Cualquier persona con unos orígenes como los de Rainiero es decir, con unos orígenes monegascos, habría tirado la toalla al escuchar por primera vez su gentilicio. Él, por el contrario, convirtió un lugar monegasco, monegasco, ¡qué horror!, en un paraíso fiscal, donde hay 32.000 habitantes y 340.00 cuentas corrientes. Ahí están su obra y su dinastía de príncipes y princesas fiscales para corroborar lo que decimos. Pero no todo el mundo es tan valiente. Yo he tenido una relación muy conflictiva con las palabras, con el lenguaje en general. De pequeño, por ejemplo, no comprendía por qué mis hermanas siendo chicas comían garbanzos, en lugar de garbanzas, o por qué a los chicos nos daban remolacha en vez de remolacho. Construí un mundo imaginario en el que había aspirinos y aspirinas; las primeras para los hombres y los segundos para las mujeres; y sillas y sillos; pues si le daban tanta importancia a la división sexual, lo lógico es que hubiera también asientos machos y hembras. De hecho, había colegios de chicas y chicos, aunque los de las chicas, incomprensiblemente, no se llaman colegias. ¿Cómo era posible que una lengua y una sociedad tan sexuada como la nuestra, cometiera unos fallos o quizá unas fallas de este calibre? Todo el mundo muy pendiente de que los niños no jugásemos con muñecas ni las niñas con tanques y, sin embargo, se obligaba a las mujeres a viajar en el metro en vez de en la metra, y a los hombres a subir en el tranvía en lugar de al tranvío.

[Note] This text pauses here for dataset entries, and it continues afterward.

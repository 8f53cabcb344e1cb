//! Week classification
//!
//! A week is classified once per run into a closed set of kinds; each kind
//! carries its own winner-resolution behaviour (see `resolver`).

use serde::{Deserialize, Serialize};
use tracing::debug;

use crate::error::{PoolError, Result};
use crate::models::{PayoutCategory, SeasonPhase, WeekSnapshot};

/// Primary payout mode of a regular season week
#[derive(Debug, Clone, Copy, PartialEq, Eq, Serialize, Deserialize)]
pub enum PointsMode {
    Most,
    Least,
}

impl PointsMode {
    /// Odd weeks pay the most points, even weeks the least
    pub fn for_week(week: u32) -> Self {
        if week % 2 == 1 {
            PointsMode::Most
        } else {
            PointsMode::Least
        }
    }

    pub fn category(&self) -> PayoutCategory {
        match self {
            PointsMode::Most => PayoutCategory::Most,
            PointsMode::Least => PayoutCategory::Least,
        }
    }
}

/// Kind of week being settled
#[derive(Debug, Clone, Copy, PartialEq, Eq, Serialize, Deserialize)]
pub enum WeekKind {
    Preseason,
    Regular(PointsMode),
    /// Wildcard, divisional or conference round (postseason weeks 1-3)
    Playoff { round: u32 },
    /// All-star exhibition (postseason week 4); pays nothing
    Exhibition,
    /// Postseason week 5
    Championship,
}

impl WeekKind {
    pub fn is_preseason(&self) -> bool {
        matches!(self, WeekKind::Preseason)
    }

    pub fn is_regular_season(&self) -> bool {
        matches!(self, WeekKind::Regular(_))
    }

    pub fn is_postseason(&self) -> bool {
        matches!(
            self,
            WeekKind::Playoff { .. } | WeekKind::Exhibition | WeekKind::Championship
        )
    }

    /// Category of the week's primary payout, if it has one
    pub fn primary_category(&self) -> Option<PayoutCategory> {
        match self {
            WeekKind::Regular(mode) => Some(mode.category()),
            WeekKind::Playoff { .. } => Some(PayoutCategory::Playoff),
            WeekKind::Championship => Some(PayoutCategory::SuperBowl),
            WeekKind::Preseason | WeekKind::Exhibition => None,
        }
    }
}

/// Classify a week from its phase and number
pub fn classify(snapshot: &WeekSnapshot) -> Result<WeekKind> {
    let kind = match snapshot.phase {
        SeasonPhase::Preseason => WeekKind::Preseason,
        SeasonPhase::RegularSeason => WeekKind::Regular(PointsMode::for_week(snapshot.week)),
        SeasonPhase::Postseason => match snapshot.week {
            1..=3 => WeekKind::Playoff { round: snapshot.week },
            4 => WeekKind::Exhibition,
            5 => WeekKind::Championship,
            other => {
                return Err(PoolError::invariant(format!(
                    "postseason week {} is outside 1..=5",
                    other
                )))
            }
        },
    };

    debug!("Week {} ({}) classified as {:?}", snapshot.week, snapshot.phase.as_str(), kind);
    Ok(kind)
}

Angustiado por esta imperfección que acababa de descubrir en mi lengua materna, miré a mi alrededor y vi una vecinita leyendo un cuento cuando debería haber ahí una cuenta, y a un hombre rascándose la rodilla cuando debería haberse rascado el rodillo. Leído desde esta perspectiva, el mundo era un disparate, estaba todo patas arriba. Recuerdo que llegué a casa y le dije a mi madre que todo estaba mal. Cuando le expliqué por qué, me pidió que no le dijera nada a mi padre, que no le dijera nada a nadie que ya se encargaría ella de arreglarlo. Mi madre no arregló el mundo, pero yo entendí que había metido el dedo en la llaga; que había tocado un punto extremadamente sensible de la constitución de la realidad y que debía callar y hacer como que no me había dado cuenta.